**What is expected**. In the data below, find every line with the word "ChunkedEncoder" and copy it.

Items listed in a dataset

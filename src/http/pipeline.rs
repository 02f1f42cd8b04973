//! Response pipeline: turns a logical [`Response`] into wire bytes.
//!
//! # Responsibilities
//! - Resolve the body source into fixed bytes, a sized stream or an
//!   unsized stream
//! - Serve byte ranges of file bodies (`206` + `Content-Range`)
//! - Negotiate gzip for unsized streams of allow-listed content types
//! - Frame the body with exactly one of `Content-Length` or chunked transfer
//! - Skip body bytes for `HEAD`
//! - Run post-processors for every response, finished ones included
//!
//! # Data Flow
//! ```text
//! Response ─▶ resolve body ─▶ range? ─▶ gzip? ─▶ framing headers ─▶ head bytes
//!                                                   └─▶ ChunkedEncoder ─▶ Downstream
//! ```

use std::io;
use std::path::Path;
use std::sync::Arc;
use std::time::{Duration, Instant};

use bytes::Bytes;
use http::{Method, StatusCode};
use tokio::io::{AsyncRead, AsyncReadExt, AsyncSeekExt, AsyncWrite, AsyncWriteExt};

use crate::config::HttpConfig;
use crate::http::chunked::ChunkedEncoder;
use crate::http::request::Request;
use crate::http::response::{BoxReader, Response, ResponseBody, UpgradeHandler};

const COPY_BLOCK: usize = 16 * 1024;

/// Write side of a client connection. Counts bytes so the dispatcher can tell
/// whether a response has started.
pub struct Downstream {
    writer: Box<dyn AsyncWrite + Send + Unpin>,
    written: u64,
}

impl Downstream {
    pub fn new(writer: Box<dyn AsyncWrite + Send + Unpin>) -> Self {
        Self { writer, written: 0 }
    }

    /// Total bytes written over the connection's lifetime.
    pub fn bytes_written(&self) -> u64 {
        self.written
    }

    pub async fn write_all(&mut self, data: &[u8]) -> io::Result<()> {
        self.writer.write_all(data).await?;
        self.written += data.len() as u64;
        Ok(())
    }

    /// Copy `reader` to the client until EOF.
    pub async fn copy_from<R>(&mut self, reader: &mut R) -> io::Result<u64>
    where
        R: AsyncRead + Unpin + ?Sized,
    {
        let mut block = vec![0u8; COPY_BLOCK];
        let mut total = 0u64;
        loop {
            let n = reader.read(&mut block).await?;
            if n == 0 {
                return Ok(total);
            }
            self.write_all(&block[..n]).await?;
            total += n as u64;
        }
    }

    pub async fn flush(&mut self) -> io::Result<()> {
        self.writer.flush().await
    }

    pub async fn shutdown(&mut self) -> io::Result<()> {
        self.writer.shutdown().await
    }
}

/// What a post-processor sees about a completed response.
#[derive(Debug)]
pub struct ResponseRecord<'a> {
    pub method: &'a Method,
    pub path: &'a str,
    pub status: StatusCode,
    pub elapsed: Duration,
}

pub type PostProcessor = Arc<dyn Fn(&ResponseRecord<'_>) + Send + Sync>;

#[derive(Clone)]
pub struct ResponsePipeline {
    gzip_types: Vec<String>,
    server_name: String,
    post_processors: Vec<PostProcessor>,
}

enum ResolvedBody {
    Empty,
    Fixed(Bytes),
    Stream {
        reader: BoxReader,
        length: Option<u64>,
    },
}

impl ResponsePipeline {
    pub fn new(config: &HttpConfig) -> Self {
        Self {
            gzip_types: config
                .gzip_content_types
                .iter()
                .map(|t| t.to_ascii_lowercase())
                .collect(),
            server_name: config.server_name.clone(),
            post_processors: Vec::new(),
        }
    }

    pub fn with_post_processor(mut self, processor: PostProcessor) -> Self {
        self.post_processors.push(processor);
        self
    }

    /// Write `response` for `request`. Returns the upgrade handler if the
    /// response switched protocols.
    pub async fn send(
        &self,
        out: &mut Downstream,
        request: &Request,
        mut response: Response,
        started: Instant,
    ) -> io::Result<Option<Box<dyn UpgradeHandler>>> {
        if !response.finished {
            self.write_response(out, request, &mut response).await?;
        }

        if let Some(after_send) = response.after_send.take() {
            after_send();
        }
        let record = ResponseRecord {
            method: &request.method,
            path: &request.path,
            status: response.status,
            elapsed: started.elapsed(),
        };
        for processor in &self.post_processors {
            processor(&record);
        }

        Ok(response.upgrade.take())
    }

    async fn write_response(
        &self,
        out: &mut Downstream,
        request: &Request,
        response: &mut Response,
    ) -> io::Result<()> {
        response.headers.set("Server", self.server_name.clone());

        let body = std::mem::replace(&mut response.body, ResponseBody::Empty);
        let mut resolved = self.resolve_body(request, response, body).await?;

        if response.is_bodyless_status() {
            response.headers.remove("Content-Length");
            response.headers.remove("Transfer-Encoding");
            let head = serialize_head(response);
            out.write_all(&head).await?;
            return out.flush().await;
        }

        let gzip = request.accepts_gzip()
            && match &resolved {
                ResolvedBody::Stream { length: None, .. } => {
                    response.force_gzip || self.gzip_allowed(response.content_type())
                }
                ResolvedBody::Empty => false,
                _ => response.force_gzip,
            };
        let chunked = gzip
            || response.force_chunked
            || matches!(resolved, ResolvedBody::Stream { length: None, .. });

        if chunked {
            resolved = match resolved {
                ResolvedBody::Fixed(bytes) => ResolvedBody::Stream {
                    reader: Box::new(io::Cursor::new(bytes)),
                    length: None,
                },
                other => other,
            };
            response.headers.remove("Content-Length");
            response.headers.set("Transfer-Encoding", "chunked");
            if gzip {
                response.headers.set("Content-Encoding", "gzip");
                response.headers.set("Vary", "Accept-Encoding");
            }
        } else {
            let length = match &resolved {
                ResolvedBody::Empty => 0,
                ResolvedBody::Fixed(b) => b.len() as u64,
                ResolvedBody::Stream { length, .. } => length.unwrap_or(0),
            };
            response.headers.remove("Transfer-Encoding");
            response.headers.set("Content-Length", length.to_string());
        }

        let head = serialize_head(response);
        out.write_all(&head).await?;

        if request.method == Method::HEAD {
            // Dropping the resolved body closes any opened file or stream.
            return out.flush().await;
        }

        match resolved {
            ResolvedBody::Empty => {}
            ResolvedBody::Fixed(bytes) => out.write_all(&bytes).await?,
            ResolvedBody::Stream { reader, length: _ } if chunked => {
                let mut encoder = if gzip {
                    ChunkedEncoder::gzip(reader)
                } else {
                    ChunkedEncoder::new(reader)
                };
                out.copy_from(&mut encoder).await?;
            }
            ResolvedBody::Stream { reader, length } => {
                let expected = length.unwrap_or(0);
                let copied = out.copy_from(&mut reader.take(expected)).await?;
                if copied != expected {
                    return Err(io::Error::new(
                        io::ErrorKind::UnexpectedEof,
                        format!("response stream ended after {} of {} bytes", copied, expected),
                    ));
                }
            }
        }
        out.flush().await
    }

    async fn resolve_body(
        &self,
        request: &Request,
        response: &mut Response,
        body: ResponseBody,
    ) -> io::Result<ResolvedBody> {
        Ok(match body {
            ResponseBody::Empty => ResolvedBody::Empty,
            ResponseBody::Bytes(bytes) => ResolvedBody::Fixed(bytes),
            ResponseBody::Object(value) => {
                let bytes = serde_json::to_vec(&value).map_err(io::Error::other)?;
                if !response.headers.contains("content-type") {
                    response.headers.set("Content-Type", "application/json");
                }
                ResolvedBody::Fixed(Bytes::from(bytes))
            }
            ResponseBody::Stream { reader, length } => ResolvedBody::Stream { reader, length },
            ResponseBody::File(path) => self.resolve_file(request, response, &path).await?,
        })
    }

    async fn resolve_file(
        &self,
        request: &Request,
        response: &mut Response,
        path: &Path,
    ) -> io::Result<ResolvedBody> {
        let mut file = match tokio::fs::File::open(path).await {
            Ok(f) => f,
            Err(e) if e.kind() == io::ErrorKind::NotFound => {
                tracing::debug!(path = %path.display(), "File body not found");
                response.status = StatusCode::NOT_FOUND;
                response.headers.set("Content-Type", "text/plain; charset=utf-8");
                return Ok(ResolvedBody::Fixed(Bytes::from_static(b"Not Found")));
            }
            Err(e) => return Err(e),
        };
        let total = file.metadata().await?.len();

        response.headers.set("Accept-Ranges", "bytes");
        if !response.headers.contains("content-type") {
            response.headers.set("Content-Type", content_type_for(path));
        }

        let range = request
            .header("range")
            .and_then(|value| parse_range(value, total));
        match range {
            Some((start, end)) => {
                file.seek(io::SeekFrom::Start(start)).await?;
                let length = end - start + 1;
                response.status = StatusCode::PARTIAL_CONTENT;
                response
                    .headers
                    .set("Content-Range", format!("bytes {}-{}/{}", start, end, total));
                Ok(ResolvedBody::Stream {
                    reader: Box::new(file.take(length)),
                    length: Some(length),
                })
            }
            None => Ok(ResolvedBody::Stream {
                reader: Box::new(file),
                length: Some(total),
            }),
        }
    }

    fn gzip_allowed(&self, content_type: Option<&str>) -> bool {
        let Some(content_type) = content_type else {
            return false;
        };
        let content_type = content_type.to_ascii_lowercase();
        self.gzip_types.iter().any(|t| content_type.starts_with(t))
    }
}

/// Parse a `Range` header against a body of `total` bytes, clamping the
/// bounds into the body instead of rejecting them. Only the first range of a
/// list is honoured.
pub fn parse_range(value: &str, total: u64) -> Option<(u64, u64)> {
    if total == 0 {
        return None;
    }
    let spec = value.trim().strip_prefix("bytes=")?;
    let first = spec.split(',').next()?.trim();
    let (a, b) = first.split_once('-')?;
    let (a, b) = (a.trim(), b.trim());
    let last = total - 1;

    let (start, end) = match (a.is_empty(), b.is_empty()) {
        (true, true) => return None,
        (true, false) => {
            let n: u64 = b.parse().ok()?;
            if n == 0 {
                return None;
            }
            (total.saturating_sub(n), last)
        }
        (false, true) => (a.parse::<u64>().ok()?.min(last), last),
        (false, false) => {
            let start = a.parse::<u64>().ok()?.min(last);
            let end = b.parse::<u64>().ok()?.min(last);
            (start.min(end), start.max(end))
        }
    };
    Some((start, end))
}

fn serialize_head(response: &Response) -> Vec<u8> {
    let mut head = Vec::with_capacity(256);
    head.extend_from_slice(
        format!(
            "HTTP/1.1 {} {}\r\n",
            response.status.as_u16(),
            response.status.canonical_reason().unwrap_or("")
        )
        .as_bytes(),
    );
    response.headers.write_to(&mut head);
    head.extend_from_slice(b"\r\n");
    head
}

/// Content type by file extension.
pub fn content_type_for(path: &Path) -> &'static str {
    let ext = path
        .extension()
        .and_then(|e| e.to_str())
        .map(|e| e.to_ascii_lowercase())
        .unwrap_or_default();
    match ext.as_str() {
        "html" | "htm" => "text/html; charset=utf-8",
        "css" => "text/css; charset=utf-8",
        "js" | "mjs" => "application/javascript",
        "json" => "application/json",
        "txt" | "log" => "text/plain; charset=utf-8",
        "csv" => "text/csv",
        "xml" => "application/xml",
        "svg" => "image/svg+xml",
        "png" => "image/png",
        "jpg" | "jpeg" => "image/jpeg",
        "gif" => "image/gif",
        "webp" => "image/webp",
        "ico" => "image/x-icon",
        "wasm" => "application/wasm",
        "pdf" => "application/pdf",
        "zip" => "application/zip",
        "gz" => "application/gzip",
        "mp4" => "video/mp4",
        "mp3" => "audio/mpeg",
        "woff" => "font/woff",
        "woff2" => "font/woff2",
        _ => "application/octet-stream",
    }
}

**Solved problem**.
//!                                                   └─▶ ChunkedEncoder ─▶ Downstream
use crate::http::chunked::ChunkedEncoder;
                    ChunkedEncoder::gzip(reader)
                    ChunkedEncoder::new(reader)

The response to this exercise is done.